As these disparate groups endeavored to cross the mountains and then navigate the valleys and forests of the plateau, their greatest challenge was the absence of any roads, which would not arrive in this part of the world for decades. However, they quickly discovered the next best thing in a network of trails that crisscrossed the entire region. These trails, created over the centuries by migrating herds of buffalo and the foot traffic generated by local Indian tribes, were quickly adopted as natural roadways. By the time the first Europeans arrived on the scene, these buffalo paths took the form of deep gullies that followed the paths of the region’s major creeks and rivers. They generally passed east and west: “from rivers to and across mountains, they crossed, re-crossed, and were coterminous with one another.”12 The result was a vast, almost web-like network that, for many years, would become the sole means of communication between new settlements and the more established regions on the east side of the Blue Ridge. Further, these trails eventually determined the entire pattern and distribution of settlement on the Allegheny Plateau.
This eighteenth-century French map shows the Allegheny Plateau region as “Indiana.” Library of Congress.
One of the most important trails, as well as the one that would influence settlement along the Monongahela River, was the Shawnee Trail. This pathway began on the South Branch Potomac River somewhere below what is now Moorefield, West Virginia and continued up that river to its confluence with the North Fork South Branch Potomac River. It then followed that fork and turned up Seneca Creek, passing Seneca Rocks, and finally crossed the crest of the Allegheny Mountains above the mouth of Horse Camp Creek. The trail then entered the Tygart River Valley near what is now Elkins and proceeded up the Tygart past present-day Beverly to Huttonsville.13
Once settlers used these trails to cross the mountains into the Allegheny Plateau, they encountered several major rivers, including the Monongahela, Cheat, West Fork, Tygart Valley, New and Greenbrier. Without the aid of maps and, since most of the trails followed the rivers, would-be settlers tended to follow these waterways, often meandering up a tributary. This practice, in turn, helped them find some of the most desirable farmland, which was located on these rivers’ broad, open flood plains.14
By this means, settlers were able to move westward from the Shenandoah and Greenbrier Valleys via the New River to the Kanawha and Ohio Valleys, establishing new settlements there by 1773. In addition, other settlers followed the Monongahela north to Fort Pitt, where they procured rafts to take them down the Ohio. This led to new homesteads from above today’s Wheeling, West Virginia, to the mouth of the Little Kanawha River.15
THE POLITICS OF EMPIRE
Politics greatly influenced the settlement of the Allegheny Plateau, including the region along the Monongahela around Prickett’s Fort, and had a significant effect on both the lives of settlers, like Phebe and Thomas Cunningham, and those Native Americans who lived on the plateau and in the Ohio Country to the west. Moreover, these politics were not merely those of colonial governors and their assemblies, as the relationships of nations and of kings often dictated life and death on the eighteenth-century Virginia frontier.

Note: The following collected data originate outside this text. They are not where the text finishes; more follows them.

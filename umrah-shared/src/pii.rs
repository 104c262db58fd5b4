use serde::{Deserialize, Serialize, Serializer};
use std::fmt;

/// A wrapper for secret material (signing keys, client secrets) that masks
/// its value in `Debug` and `Display` output.
#[derive(Clone, Default, PartialEq, Eq, Deserialize)]
#[serde(transparent)]
pub struct Masked<T>(pub T);

impl<T> fmt::Debug for Masked<T> {
    fn fmt(&self, f: &mut fmt::Formatter<'_>) -> fmt::Result {
        write!(f, "********")
    }
}

impl<T> fmt::Display for Masked<T> {
    fn fmt(&self, f: &mut fmt::Formatter<'_>) -> fmt::Result {
        write!(f, "********")
    }
}

impl<T: Serialize> Serialize for Masked<T> {
    fn serialize<S>(&self, serializer: S) -> Result<S::Ok, S::Error>
    where
        S: Serializer,
    {
        // API responses need the real value (e.g. a payment client secret);
        // the mask only guards log macros.
        self.0.serialize(serializer)
    }
}

impl<T> Masked<T> {
    pub fn expose(&self) -> &T {
        &self.0
    }

    pub fn into_inner(self) -> T {
        self.0
    }
}

impl From<&str> for Masked<String> {
    fn from(value: &str) -> Self {
        Masked(value.to_string())
    }
}
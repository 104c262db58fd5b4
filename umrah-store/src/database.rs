use sqlx::postgres::PgPoolOptions;
use sqlx::{Pool, Postgres};
use std::time::Duration;
use tracing::info;
use umrah_core::RepositoryError;

#[derive(Clone)]
pub struct DbClient {
    pub pool: Pool<Postgres>,
}

impl DbClient {
    pub async fn new(connection_string: &str, max_connections: u32) -> Result<Self, sqlx::Error> {
        let pool = PgPoolOptions::new()
            .max_connections(max_connections)
            .acquire_timeout(Duration::from_secs(3))
            .connect(connection_string)
            .await?;

        Ok(Self { pool })
    }

    pub async fn migrate(&self) -> Result<(), sqlx::migrate::MigrateError> {
        info!("Running database migrations...");
        sqlx::migrate!("../migrations")
            .run(&self.pool)
            .await?;
        info!("Migrations completed successfully.");
        Ok(())
    }
}

pub(crate) fn backend(err: sqlx::Error) -> RepositoryError {
    RepositoryError::Backend(Box::new(err))
}
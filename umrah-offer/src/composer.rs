use rust_decimal::Decimal;
use umrah_catalog::{FlightRecord, HotelRecord, Inventory, Route};
use umrah_catalog::schedule::format_duration;

use crate::models::{CandidateHotel, CandidatePackage};

/// Every composed package assumes a one-week stay.
pub const STAY_NIGHTS: u32 = 7;

/// Shown when a package carries no hotel to derive a rating from.
pub const DEFAULT_RATING: Decimal = Decimal::from_parts(45, 0, 0, false, 1);

const BUDGET_FLIGHT: Decimal = Decimal::from_parts(2000, 0, 0, false, 0);
const STANDARD_FLIGHT: Decimal = Decimal::from_parts(3000, 0, 0, false, 0);
const BUDGET_HOTEL: Decimal = Decimal::from_parts(200, 0, 0, false, 0);
const STANDARD_HOTEL: Decimal = Decimal::from_parts(300, 0, 0, false, 0);
const PREMIUM_HOTEL: Decimal = Decimal::from_parts(400, 0, 0, false, 0);

const PACKAGE_FEATURES: [&str; 4] = [
    "Round-trip flights",
    "Economy class",
    "Carbon offset available",
    "24/7 customer support",
];
const PACKAGE_IMAGE: &str = "/images/umrah-package.jpg";

/// Exclusive nightly-price ceiling for hotels paired with a flight of this price.
pub fn hotel_price_ceiling(flight_price: Decimal) -> Decimal {
    if flight_price < BUDGET_FLIGHT {
        BUDGET_HOTEL
    } else if flight_price < STANDARD_FLIGHT {
        STANDARD_HOTEL
    } else {
        PREMIUM_HOTEL
    }
}

/// Picks the cheapest hotel inside the flight's price band. When nothing
/// qualifies the first hotel of the list is used anyway, so only an empty
/// list yields no hotel.
pub fn price_hotel_for_flight(flight_price: Decimal, hotels: &[HotelRecord]) -> Option<&HotelRecord> {
    let ceiling = hotel_price_ceiling(flight_price);
    hotels
        .iter()
        .filter(|h| h.nightly_price() < ceiling)
        .min_by_key(|h| h.nightly_price())
        .or_else(|| hotels.first())
}

/// Pairs every flight in the inventory with a destination-city hotel.
#[derive(Debug, Clone)]
pub struct PackageComposer {
    destination_city: String,
    currency: String,
}

impl PackageComposer {
    pub fn new(destination_city: impl Into<String>, currency: impl Into<String>) -> Self {
        Self {
            destination_city: destination_city.into(),
            currency: currency.into(),
        }
    }

    pub fn destination_city(&self) -> &str {
        &self.destination_city
    }

    /// Candidate packages ordered by total price, cheapest first.
    pub fn compose_packages(&self, route: &Route, inventory: &Inventory) -> Vec<CandidatePackage> {
        let hotels: Vec<HotelRecord> = inventory
            .hotels
            .iter()
            .filter(|h| h.city == self.destination_city)
            .cloned()
            .collect();

        let mut packages: Vec<CandidatePackage> = inventory
            .flights
            .iter()
            .enumerate()
            .filter_map(|(index, flight)| self.compose(index, route, flight, &hotels))
            .collect();

        packages.sort_by(|a, b| a.price.cmp(&b.price));
        packages
    }

    fn compose(
        &self,
        index: usize,
        route: &Route,
        flight: &FlightRecord,
        hotels: &[HotelRecord],
    ) -> Option<CandidatePackage> {
        let outbound = flight.outbound()?;
        let inbound = flight.return_leg()?;
        let hotel = price_hotel_for_flight(flight.price, hotels);

        let stay = hotel
            .map(|h| h.nightly_price() * Decimal::from(STAY_NIGHTS))
            .unwrap_or(Decimal::ZERO);
        let rating = hotel
            .map(|h| h.review_score / Decimal::TWO)
            .unwrap_or(DEFAULT_RATING);

        Some(CandidatePackage {
            id: format!("package-{}", index + 1),
            name: format!("{} Umrah Package", outbound.airline),
            description: format!("Complete Umrah package with {} flights", outbound.airline),
            origin: route.origin.clone(),
            destination: route.destination.clone(),
            departure_city: outbound.departure_airport.name.clone(),
            arrival_city: outbound.arrival_airport.name.clone(),
            departure_date: calendar_day(&outbound.departure_airport.time),
            return_date: calendar_day(&inbound.arrival_airport.time),
            duration: format_duration(flight.total_duration),
            flight_price: flight.price,
            hotel: hotel.map(|h| CandidateHotel {
                id: h.hotel_id.clone(),
                name: h.name.clone(),
                city: h.city.clone(),
                star_rating: h.star_rating,
                price_per_night: h.nightly_price(),
                nights: STAY_NIGHTS,
            }),
            price: flight.price + stay,
            currency: self.currency.clone(),
            airline: outbound.airline.clone(),
            airline_logo: outbound.airline_logo.clone(),
            flight_number: outbound.flight_number.clone(),
            airplane: outbound.airplane.clone(),
            travel_class: outbound.travel_class.clone(),
            legroom: outbound.legroom.clone(),
            carbon_emissions: flight.carbon_kg(),
            layovers: flight.layovers.clone(),
            extensions: outbound.extensions.clone(),
            overnight: outbound.overnight,
            often_delayed: outbound.often_delayed_by_over_30_min,
            trip_type: flight.trip_type.clone(),
            features: PACKAGE_FEATURES.iter().map(|f| f.to_string()).collect(),
            image: PACKAGE_IMAGE.to_string(),
            rating,
            review_count: hotel.map(|h| h.review_count).unwrap_or(0),
        })
    }
}

// "2025-03-15 08:40" -> "2025-03-15"
fn calendar_day(timestamp: &str) -> String {
    timestamp.split(' ').next().unwrap_or(timestamp).to_string()
}

#[cfg(test)]
mod tests {
    use super::*;
    use serde_json::json;
    use std::str::FromStr;

    fn dec(s: &str) -> Decimal {
        Decimal::from_str(s).unwrap()
    }

    fn hotel(id: &str, city: &str, nightly: &str, score: &str) -> HotelRecord {
        serde_json::from_value(json!({
            "hotel_id": id,
            "name": format!("Hotel {}", id),
            "address": "Central Area",
            "city": city,
            "star_rating": 4,
            "review_score": score,
            "review_count": 120,
            "price": { "per_night": nightly, "currency": "EUR" }
        }))
        .unwrap()
    }

    fn flight(price: &str) -> FlightRecord {
        serde_json::from_value(json!({
            "flights": [{
                "departure_airport": { "name": "Mohammed V", "id": "CMN", "time": "2025-03-15 08:40" },
                "arrival_airport": { "name": "Prince Mohammad", "id": "MED", "time": "2025-03-15 16:05" },
                "airline": "Saudia",
                "flight_number": "SV 370"
            }],
            "total_duration": 445,
            "price": price
        }))
        .unwrap()
    }

    fn inventory(flights: Vec<FlightRecord>, hotels: Vec<HotelRecord>) -> Inventory {
        Inventory {
            route: Route::new("CMN", "MED"),
            flights,
            hotels,
            rails: vec![],
        }
    }

    fn banded_hotels() -> Vec<HotelRecord> {
        vec![
            hotel("lux", "Medina", "390", "9.4"),
            hotel("mid", "Medina", "250", "8.6"),
            hotel("budget", "Medina", "150", "7.8"),
            hotel("top", "Medina", "520", "9.8"),
        ]
    }

    #[test]
    fn test_price_band_boundaries() {
        let hotels = banded_hotels();
        let cases = [("1999", "budget"), ("2000", "budget"), ("2001", "budget"), ("2999", "budget"), ("3001", "budget")];
        for (price, expected) in cases {
            let picked = price_hotel_for_flight(dec(price), &hotels).unwrap();
            assert_eq!(picked.hotel_id, expected, "flight {}", price);
        }

        assert_eq!(hotel_price_ceiling(dec("1999")), dec("200"));
        assert_eq!(hotel_price_ceiling(dec("2000")), dec("300"));
        assert_eq!(hotel_price_ceiling(dec("2001")), dec("300"));
        assert_eq!(hotel_price_ceiling(dec("2999")), dec("300"));
        assert_eq!(hotel_price_ceiling(dec("3000")), dec("400"));
        assert_eq!(hotel_price_ceiling(dec("3001")), dec("400"));
    }

    #[test]
    fn test_band_excludes_hotels_at_ceiling() {
        let hotels = vec![hotel("edge", "Medina", "200", "8.0"), hotel("mid", "Medina", "299.99", "8.0")];
        // 200 is not under the budget ceiling, so the fallback picks the first hotel.
        assert_eq!(price_hotel_for_flight(dec("1999"), &hotels).unwrap().hotel_id, "edge");
        assert_eq!(price_hotel_for_flight(dec("2001"), &hotels).unwrap().hotel_id, "edge");

        let hotels = vec![hotel("mid", "Medina", "299.99", "8.0"), hotel("edge", "Medina", "200", "8.0")];
        assert_eq!(price_hotel_for_flight(dec("2999"), &hotels).unwrap().hotel_id, "edge");
    }

    #[test]
    fn test_composed_hotel_respects_band() {
        let hotels = vec![
            hotel("a", "Medina", "350", "9.0"),
            hotel("b", "Medina", "280", "8.0"),
            hotel("c", "Medina", "199.99", "7.0"),
        ];
        for (price, ceiling) in [("1999", "200"), ("2001", "300"), ("2999", "300"), ("3001", "400")] {
            let picked = price_hotel_for_flight(dec(price), &hotels).unwrap();
            assert!(picked.nightly_price() < dec(ceiling));
        }

        // Without the cheap option the bands start to differ.
        let hotels = vec![hotel("a", "Medina", "350", "9.0"), hotel("b", "Medina", "280", "8.0")];
        assert_eq!(price_hotel_for_flight(dec("2001"), &hotels).unwrap().hotel_id, "b");
        assert_eq!(price_hotel_for_flight(dec("3001"), &hotels).unwrap().hotel_id, "b");
        // Nothing under 200: fall back to the first listed hotel.
        assert_eq!(price_hotel_for_flight(dec("1999"), &hotels).unwrap().hotel_id, "a");
    }

    #[test]
    fn test_cheapest_tie_keeps_first() {
        let hotels = vec![hotel("first", "Medina", "120", "8.0"), hotel("second", "Medina", "120", "9.0")];
        assert_eq!(price_hotel_for_flight(dec("900"), &hotels).unwrap().hotel_id, "first");
    }

    #[test]
    fn test_no_hotels_no_selection() {
        assert!(price_hotel_for_flight(dec("900"), &[]).is_none());
    }

    #[test]
    fn test_total_is_exact() {
        let composer = PackageComposer::new("Medina", "EUR");
        let inv = inventory(
            vec![flight("1234.56"), flight("2500.10"), flight("3100")],
            vec![hotel("m1", "Medina", "189.99", "8.8"), hotel("m2", "Medina", "289.95", "9.1")],
        );

        let packages = composer.compose_packages(&inv.route, &inv);
        assert_eq!(packages.len(), 3);
        for pkg in &packages {
            let nightly = pkg.hotel.as_ref().unwrap().price_per_night;
            assert_eq!(pkg.price, pkg.flight_price + nightly * Decimal::from(7));
        }
        assert_eq!(packages[0].price, dec("2564.49"));
        assert_eq!(packages[0].rating, dec("4.4"));
    }

    #[test]
    fn test_packages_sorted_by_total() {
        let composer = PackageComposer::new("Medina", "EUR");
        // Flight 1 is cheaper but its band forces the pricier fallback hotel.
        let inv = inventory(
            vec![flight("1900"), flight("2100")],
            vec![hotel("pricey", "Medina", "280", "9.0"), hotel("cheap", "Medina", "250", "8.0")],
        );

        let packages = composer.compose_packages(&inv.route, &inv);
        assert_eq!(packages[0].id, "package-2");
        assert_eq!(packages[0].price, dec("3850"));
        assert_eq!(packages[1].id, "package-1");
        assert_eq!(packages[1].price, dec("3860"));

        let inv = inventory(vec![flight("2100"), flight("1900")], vec![hotel("cheap", "Medina", "150", "8.0")]);
        let packages = composer.compose_packages(&inv.route, &inv);
        assert!(packages.windows(2).all(|w| w[0].price <= w[1].price));
        assert_eq!(packages[0].id, "package-2");
    }

    #[test]
    fn test_other_city_hotels_ignored() {
        let composer = PackageComposer::new("Medina", "EUR");
        let inv = inventory(vec![flight("1500")], vec![hotel("mecca", "Mecca", "100", "9.0")]);

        let packages = composer.compose_packages(&inv.route, &inv);
        assert!(packages[0].hotel.is_none());
        assert_eq!(packages[0].price, dec("1500"));
        assert_eq!(packages[0].rating, DEFAULT_RATING);
        assert_eq!(packages[0].review_count, 0);
        assert_eq!(packages[0].departure_date, "2025-03-15");
        assert_eq!(packages[0].duration, "7h 25m");
    }
}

The Virginia frontier was just part of a battleground for empire, for political and economic domination among the powers of Europe. The battle for this empire began the day Columbus landed in 1492 to claim the New World for Spain’s king and continued for the greater part of the next three centuries. Eventually, the French, Dutch and British would essentially cede most of South America to Spain, but the eastern half of North America was quite another matter. France would claim ownership of North America with Giovanni da Verranzano’s exploration of the coast between Nova Scotia and the Carolinas in 1524, while Henry VIII sent John Rut to explore the east coast in 1527. Jacques Cartier added to the competition when he claimed the St. Lawrence watershed for France, and Britain countered with possession of Newfoundland by Humphrey Gilbert in 1583. In the meantime, Britain’s Sir Francis Drake successfully harassed Spanish forts and settlements on the Florida coast, and by 1604, the Spaniards were isolated to their Florida and Gulf Coast possessions.
By the middle of the eighteenth century, the battle for the North American wilderness between the Atlantic Ocean, Mississippi River, Gulf of Mexico and Hudson’s Bay had been going on between France and Great Britain for more than 150 years. During this era, the fighting was almost incessant as the two countries fought five wars for the conquest of North America: Huguenot (1627–1629); League of Augsburg, or King William’s (1689–1697); Spanish Succession, or Queen Anne’s (1702–1713); Austrian Succession, or King George’s (1745–1748); and Seven Years’, or French and Indian (1754–1763).16 Each of these wars would end via treaty, and each of those treaties would sow the seeds for future conflict.
Another reason that French and British conflict lasted so long and was so bitterly contested is that the pattern of colonization and the very character of the respective French and British empires in North America were quite different. Although both nations’ interests were mercantile in nature, the French approach to the Native American occupants of the continent was more subtle and included a heavier dose of religion, provided initially by Recollet priests and then followed with greater success by the Jesuits. While the French did occasionally engage in battle with nations such as the Iroquois, Natchez and Fox, they never sought to “conquer” them or the land they would anoint as New France.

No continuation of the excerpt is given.